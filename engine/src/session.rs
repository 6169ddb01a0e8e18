//! Protocol session: command sequencing and handshake waits for one engine.
//!
//! Operations that need an answer from the engine (`uciok`, `readyok`)
//! register a pending wait keyed by [`WaitKind`]. A single dispatcher
//! listener on the session's [`LineBus`] resolves waits as matching lines
//! arrive and records the engine's self-reported name.

use std::collections::{BTreeMap, HashMap};
use std::fmt;
use std::sync::Arc;
use std::time::Duration;

use parking_lot::Mutex;
use tokio::sync::oneshot;

use crate::bus::{Flow, LineBus, LineListener, Subscription};
use crate::error::{EngineError, EngineResult};
use crate::options::EngineOption;
use crate::platform::PlatformPolicy;
use crate::transport::EngineTransport;
use crate::uci::{self, EngineLine};
use crate::variant::{variant_option, Variant};

/// Name reported when the engine never sends `id name`.
pub const DEFAULT_ENGINE_NAME: &str = "Stockfish";

#[derive(Debug, Clone, Copy, PartialEq, Eq, Hash)]
pub enum WaitKind {
    /// Handshake complete.
    UciOk,
    /// Ready barrier satisfied.
    ReadyOk,
}

impl WaitKind {
    const ALL: [WaitKind; 2] = [WaitKind::UciOk, WaitKind::ReadyOk];

    pub fn token(self) -> &'static str {
        match self {
            WaitKind::UciOk => uci::UCI_OK,
            WaitKind::ReadyOk => uci::READY_OK,
        }
    }

    fn matches(self, line: &EngineLine) -> bool {
        matches!(
            (self, line),
            (WaitKind::UciOk, EngineLine::UciOk) | (WaitKind::ReadyOk, EngineLine::ReadyOk)
        )
    }
}

impl fmt::Display for WaitKind {
    fn fmt(&self, f: &mut fmt::Formatter<'_>) -> fmt::Result {
        f.write_str(self.token())
    }
}

/// Result of a completed handshake.
#[derive(Debug, Clone, PartialEq, Eq)]
pub struct EngineIdentity {
    pub engine_name: String,
}

#[derive(Default)]
struct Waits {
    pending: HashMap<WaitKind, oneshot::Sender<()>>,
    engine_name: Option<String>,
}

impl Waits {
    fn register(&mut self, kind: WaitKind) -> EngineResult<oneshot::Receiver<()>> {
        if self.pending.contains_key(&kind) {
            return Err(EngineError::WaitPending(kind));
        }
        let (tx, rx) = oneshot::channel();
        self.pending.insert(kind, tx);
        Ok(rx)
    }
}

/// Bus listener resolving the session's waits.
struct Dispatcher {
    waits: Arc<Mutex<Waits>>,
}

impl LineListener for Dispatcher {
    fn on_line(&mut self, line: &str) -> Flow {
        tracing::debug!("UCI << {}", line);

        let Some(parsed) = uci::parse_line(line) else {
            return Flow::Continue;
        };

        let mut waits = self.waits.lock();
        if let EngineLine::IdName(name) = &parsed {
            waits.engine_name = Some(name.clone());
        }
        for kind in WaitKind::ALL {
            if kind.matches(&parsed) {
                if let Some(tx) = waits.pending.remove(&kind) {
                    let _ = tx.send(());
                }
            }
        }
        Flow::Continue
    }

    fn on_close(&mut self) {
        let abandoned = std::mem::take(&mut self.waits.lock().pending);
        if !abandoned.is_empty() {
            tracing::warn!("Engine output ended with {} pending wait(s)", abandoned.len());
        }
    }
}

/// Drops a wait if the waiting future goes away (timeout or cancellation).
struct WaitGuard {
    waits: Arc<Mutex<Waits>>,
    kind: WaitKind,
}

impl Drop for WaitGuard {
    fn drop(&mut self) {
        self.waits.lock().pending.remove(&self.kind);
    }
}

/// One engine process bound to one variant.
pub struct EngineSession<T: EngineTransport> {
    transport: T,
    bus: LineBus,
    waits: Arc<Mutex<Waits>>,
    dispatcher: Option<Subscription>,
    variant: Variant,
    policy: Arc<dyn PlatformPolicy>,
    options: BTreeMap<String, String>,
    started: bool,
}

impl<T: EngineTransport> fmt::Debug for EngineSession<T> {
    fn fmt(&self, f: &mut fmt::Formatter<'_>) -> fmt::Result {
        f.debug_struct("EngineSession")
            .field("variant", &self.variant)
            .field("policy", &self.policy)
            .field("options", &self.options)
            .field("started", &self.started)
            .finish()
    }
}

impl<T: EngineTransport> EngineSession<T> {
    pub fn new(transport: T, variant: Variant, policy: Arc<dyn PlatformPolicy>) -> Self {
        Self {
            transport,
            bus: LineBus::new(),
            waits: Arc::new(Mutex::new(Waits::default())),
            dispatcher: None,
            variant,
            policy,
            options: BTreeMap::new(),
            started: false,
        }
    }

    /// Handle to the line bus of the current engine process. Replaced on
    /// every [`start`](Self::start).
    pub fn bus(&self) -> LineBus {
        self.bus.clone()
    }

    pub fn variant(&self) -> Variant {
        self.variant
    }

    pub fn policy(&self) -> &dyn PlatformPolicy {
        self.policy.as_ref()
    }

    pub fn is_started(&self) -> bool {
        self.started
    }

    /// Options sent so far, last write wins.
    pub fn options(&self) -> &BTreeMap<String, String> {
        &self.options
    }

    pub fn transport(&self) -> &T {
        &self.transport
    }

    /// Start the engine and run the `uci` handshake.
    ///
    /// Resolves once `uciok` arrives. The name comes from the last
    /// `id name` line seen before it, or [`DEFAULT_ENGINE_NAME`].
    #[tracing::instrument(level = "info", skip(self), fields(variant = %self.variant))]
    pub async fn start(&mut self, timeout: Option<Duration>) -> EngineResult<EngineIdentity> {
        self.attach_dispatcher();
        let rx = self.register_wait(WaitKind::UciOk)?;
        let guard = self.guard(WaitKind::UciOk);
        self.waits.lock().engine_name = None;

        self.transport.start(self.bus.clone()).await?;
        self.started = true;
        self.send(uci::UCI).await?;
        Self::wait_for(WaitKind::UciOk, rx, timeout).await?;
        drop(guard);

        let engine_name = self
            .waits
            .lock()
            .engine_name
            .clone()
            .unwrap_or_else(|| DEFAULT_ENGINE_NAME.to_string());
        tracing::info!("Handshake complete with {}", engine_name);
        Ok(EngineIdentity { engine_name })
    }

    /// Send `isready` and wait for `readyok`.
    pub async fn await_ready(&mut self, timeout: Option<Duration>) -> EngineResult<()> {
        let rx = self.register_wait(WaitKind::ReadyOk)?;
        let _guard = self.guard(WaitKind::ReadyOk);
        self.send(uci::IS_READY).await?;
        Self::wait_for(WaitKind::ReadyOk, rx, timeout).await
    }

    pub async fn send(&mut self, command: &str) -> EngineResult<()> {
        tracing::debug!("UCI >> {}", command);
        self.transport.send(command).await
    }

    /// `setoption name <name> value <value>`. The engine does not acknowledge.
    pub async fn set_option(
        &mut self,
        name: &str,
        value: impl fmt::Display,
    ) -> EngineResult<()> {
        let value = value.to_string();
        self.send(&uci::setoption_command(name, &value)).await?;
        self.options.insert(name.to_string(), value);
        Ok(())
    }

    pub async fn apply_option(&mut self, option: &EngineOption) -> EngineResult<()> {
        self.set_option(option.name, &option.value).await
    }

    /// Select the session's variant: `UCI_Variant` for true variants,
    /// `UCI_Chess960` otherwise.
    pub async fn set_variant(&mut self) -> EngineResult<()> {
        let option = variant_option(self.variant, self.policy.as_ref());
        tracing::info!("Selecting variant {} ({})", self.variant, option);
        self.apply_option(&option).await
    }

    /// Tell the engine to terminate. Pending waits are abandoned.
    pub async fn exit(&mut self) -> EngineResult<()> {
        if let Some(sub) = self.dispatcher.take() {
            self.bus.unsubscribe(sub);
        }
        self.waits.lock().pending.clear();
        self.started = false;
        self.transport.exit().await
    }

    /// Each engine process gets a fresh bus, so a previous process's reader
    /// can only ever close the bus it was given.
    fn attach_dispatcher(&mut self) {
        if let Some(sub) = self.dispatcher.take() {
            self.bus.unsubscribe(sub);
        }
        self.bus = LineBus::new();
        let dispatcher = Dispatcher {
            waits: Arc::clone(&self.waits),
        };
        self.dispatcher = Some(self.bus.subscribe(dispatcher));
    }

    fn register_wait(&self, kind: WaitKind) -> EngineResult<oneshot::Receiver<()>> {
        if self.bus.is_closed() {
            return Err(EngineError::SessionClosed);
        }
        self.waits.lock().register(kind)
    }

    fn guard(&self, kind: WaitKind) -> WaitGuard {
        WaitGuard {
            waits: Arc::clone(&self.waits),
            kind,
        }
    }

    async fn wait_for(
        kind: WaitKind,
        rx: oneshot::Receiver<()>,
        timeout: Option<Duration>,
    ) -> EngineResult<()> {
        let received = match timeout {
            Some(after) => match tokio::time::timeout(after, rx).await {
                Ok(received) => received,
                Err(_) => {
                    tracing::error!("Timed out after {:?} waiting for {}", after, kind);
                    return Err(EngineError::HandshakeTimedOut { kind, after });
                }
            },
            None => rx.await,
        };
        received.map_err(|_| EngineError::SessionClosed)
    }
}

#[cfg(test)]
mod tests {
    use super::*;
    use crate::platform::Platform;
    use crate::transport::ScriptedTransport;

    fn session(transport: ScriptedTransport, variant: Variant) -> EngineSession<ScriptedTransport> {
        EngineSession::new(transport, variant, Arc::new(Platform::Desktop))
    }

    #[tokio::test]
    async fn test_start_reports_engine_name() {
        let mut s = session(ScriptedTransport::with_handshake("TestEngine"), Variant::Standard);
        let identity = s.start(None).await.unwrap();
        assert_eq!(identity.engine_name, "TestEngine");
        assert!(s.is_started());
    }

    #[tokio::test]
    async fn test_start_without_id_uses_default_name() {
        let transport = ScriptedTransport::new().reply("uci", ["uciok"]);
        let mut s = session(transport, Variant::Standard);
        let identity = s.start(None).await.unwrap();
        assert_eq!(identity.engine_name, DEFAULT_ENGINE_NAME);
    }

    #[tokio::test]
    async fn test_start_times_out_without_uciok() {
        let transport = ScriptedTransport::new().reply("uci", ["id name Mute"]);
        let mut s = session(transport, Variant::Standard);
        let result = s.start(Some(Duration::from_millis(20))).await;
        assert!(matches!(
            result,
            Err(EngineError::HandshakeTimedOut {
                kind: WaitKind::UciOk,
                ..
            })
        ));
        assert!(s.waits.lock().pending.is_empty());
    }

    #[tokio::test]
    async fn test_await_ready_resolves_only_on_readyok() {
        let mut s = session(ScriptedTransport::new().reply("uci", ["uciok"]), Variant::Standard);
        s.start(None).await.unwrap();
        let bus = s.bus();

        let early = s.await_ready(Some(Duration::from_millis(20))).await;
        assert!(matches!(early, Err(EngineError::HandshakeTimedOut { .. })));

        let publisher = async {
            tokio::time::sleep(Duration::from_millis(10)).await;
            bus.publish("info string still thinking");
            bus.publish("readyok");
        };
        let (ready, ()) = tokio::join!(s.await_ready(None), publisher);
        assert!(ready.is_ok());
    }

    #[tokio::test]
    async fn test_wait_fails_when_engine_output_ends() {
        let mut s = session(ScriptedTransport::new().reply("uci", ["uciok"]), Variant::Standard);
        s.start(None).await.unwrap();
        let bus = s.bus();

        let closer = async {
            tokio::time::sleep(Duration::from_millis(10)).await;
            bus.close();
        };
        let (ready, ()) = tokio::join!(s.await_ready(None), closer);
        assert!(matches!(ready, Err(EngineError::SessionClosed)));
    }

    #[test]
    fn test_overlapping_wait_of_same_kind_is_rejected() {
        let mut waits = Waits::default();
        let _first = waits.register(WaitKind::ReadyOk).unwrap();
        assert!(matches!(
            waits.register(WaitKind::ReadyOk),
            Err(EngineError::WaitPending(WaitKind::ReadyOk))
        ));
        assert!(waits.register(WaitKind::UciOk).is_ok());
    }

    #[tokio::test]
    async fn test_set_option_records_last_value() {
        let transport = ScriptedTransport::with_handshake("TestEngine");
        let log = transport.log();
        let mut s = session(transport, Variant::Standard);
        s.start(None).await.unwrap();

        s.set_option("Skill Level", 3).await.unwrap();
        s.set_option("Skill Level", 11).await.unwrap();

        assert_eq!(s.options().get("Skill Level").map(String::as_str), Some("11"));
        assert_eq!(log.count("setoption name Skill Level value 3"), 1);
    }

    #[tokio::test]
    async fn test_set_variant_sends_variant_option() {
        let transport = ScriptedTransport::with_handshake("TestEngine");
        let log = transport.log();
        let mut s = session(transport, Variant::ThreeCheck);
        s.start(None).await.unwrap();
        s.set_variant().await.unwrap();
        assert_eq!(
            log.commands().last().map(String::as_str),
            Some("setoption name UCI_Variant value 3check")
        );
    }

    #[tokio::test]
    async fn test_exit_then_restart() {
        let transport = ScriptedTransport::with_handshake("TestEngine");
        let log = transport.log();
        let mut s = session(transport, Variant::Standard);
        s.start(None).await.unwrap();
        s.exit().await.unwrap();
        assert!(!s.is_started());

        let identity = s.start(None).await.unwrap();
        assert_eq!(identity.engine_name, "TestEngine");
        assert_eq!(log.count("uci"), 2);
    }
}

#####

Requirement: The answer should consist of every line from the listing above that includes the word "timeout".

Solution to this exercise:
/// Drops a wait if the waiting future goes away (timeout or cancellation).
    pub async fn start(&mut self, timeout: Option<Duration>) -> EngineResult<EngineIdentity> {
        Self::wait_for(WaitKind::UciOk, rx, timeout).await?;
    pub async fn await_ready(&mut self, timeout: Option<Duration>) -> EngineResult<()> {
        Self::wait_for(WaitKind::ReadyOk, rx, timeout).await
        timeout: Option<Duration>,
        let received = match timeout {
            Some(after) => match tokio::time::timeout(after, rx).await {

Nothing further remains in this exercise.